→ **EXERCISE DIRECTIONS**: Every entry should be given again exactly, with nothing dropped.

[Stored data entries]
*-*-*

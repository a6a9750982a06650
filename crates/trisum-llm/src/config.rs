// Configuration layer for provider-agnostic client creation

use anyhow::Result;
use serde::{Deserialize, Serialize};
use std::sync::Arc;

/// Type of generation provider
#[derive(Debug, Clone, Default, PartialEq, Eq, Serialize, Deserialize)]
#[serde(rename_all = "lowercase")]
pub enum ProviderType {
    #[default]
    Gemini,
}

/// Configuration for the Gemini provider
#[derive(Debug, Clone, Serialize, Deserialize)]
pub struct GeminiConfig {
    pub api_key: String,
    /// Base URL for the Gemini API (optional, defaults to the public v1beta endpoint)
    #[serde(skip_serializing_if = "Option::is_none")]
    pub base_url: Option<String>,
}

impl GeminiConfig {
    pub fn new(api_key: impl Into<String>) -> Self {
        Self {
            api_key: api_key.into(),
            base_url: None,
        }
    }

    pub fn with_base_url(mut self, base_url: impl Into<String>) -> Self {
        self.base_url = Some(base_url.into());
        self
    }
}

/// Provider-specific configuration details
#[derive(Debug, Clone, Serialize, Deserialize)]
#[serde(tag = "type", rename_all = "lowercase")]
pub enum ProviderConfig {
    Gemini(GeminiConfig),
}

impl ProviderConfig {
    pub fn gemini(api_key: impl Into<String>) -> Self {
        Self::Gemini(GeminiConfig::new(api_key))
    }

    pub fn provider_type(&self) -> ProviderType {
        match self {
            ProviderConfig::Gemini(_) => ProviderType::Gemini,
        }
    }
}

/// Factory for creating generation clients from configuration
pub struct ClientFactory;

impl ClientFactory {
    pub fn create_client(config: ProviderConfig) -> Result<Arc<dyn crate::traits::GenerativeClient>> {
        match config {
            ProviderConfig::Gemini(gemini_config) => {
                let mut client = crate::gemini::GeminiClient::new(gemini_config.api_key)?;
                if let Some(base_url) = gemini_config.base_url {
                    client = client.with_base_url(base_url);
                }
                Ok(Arc::new(client))
            }
        }
    }
}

*-*-*

→ **COMPLETED TASK**:
repository a6a9750982a06650
filename crates/trisum-llm/src/config.rs
// Configuration layer for provider-agnostic client creation

use anyhow::Result;
use serde::{Deserialize, Serialize};
use std::sync::Arc;

/// Type of generation provider
#[derive(Debug, Clone, Default, PartialEq, Eq, Serialize, Deserialize)]
#[serde(rename_all = "lowercase")]
pub enum ProviderType {
    #[default]
    Gemini,
}

/// Configuration for the Gemini provider
#[derive(Debug, Clone, Serialize, Deserialize)]
pub struct GeminiConfig {
    pub api_key: String,
    /// Base URL for the Gemini API (optional, defaults to the public v1beta endpoint)
    #[serde(skip_serializing_if = "Option::is_none")]
    pub base_url: Option<String>,
}

impl GeminiConfig {
    pub fn new(api_key: impl Into<String>) -> Self {
        Self {
            api_key: api_key.into(),
            base_url: None,
        }
    }

    pub fn with_base_url(mut self, base_url: impl Into<String>) -> Self {
        self.base_url = Some(base_url.into());
        self
    }
}

/// Provider-specific configuration details
#[derive(Debug, Clone, Serialize, Deserialize)]
#[serde(tag = "type", rename_all = "lowercase")]
pub enum ProviderConfig {
    Gemini(GeminiConfig),
}

impl ProviderConfig {
    pub fn gemini(api_key: impl Into<String>) -> Self {
        Self::Gemini(GeminiConfig::new(api_key))
    }

    pub fn provider_type(&self) -> ProviderType {
        match self {
            ProviderConfig::Gemini(_) => ProviderType::Gemini,
        }
    }
}

/// Factory for creating generation clients from configuration
pub struct ClientFactory;

impl ClientFactory {
    pub fn create_client(config: ProviderConfig) -> Result<Arc<dyn crate::traits::GenerativeClient>> {
        match config {
            ProviderConfig::Gemini(gemini_config) => {
                let mut client = crate::gemini::GeminiClient::new(gemini_config.api_key)?;
                if let Some(base_url) = gemini_config.base_url {
                    client = client.with_base_url(base_url);
                }
                Ok(Arc::new(client))
            }
        }
    }
}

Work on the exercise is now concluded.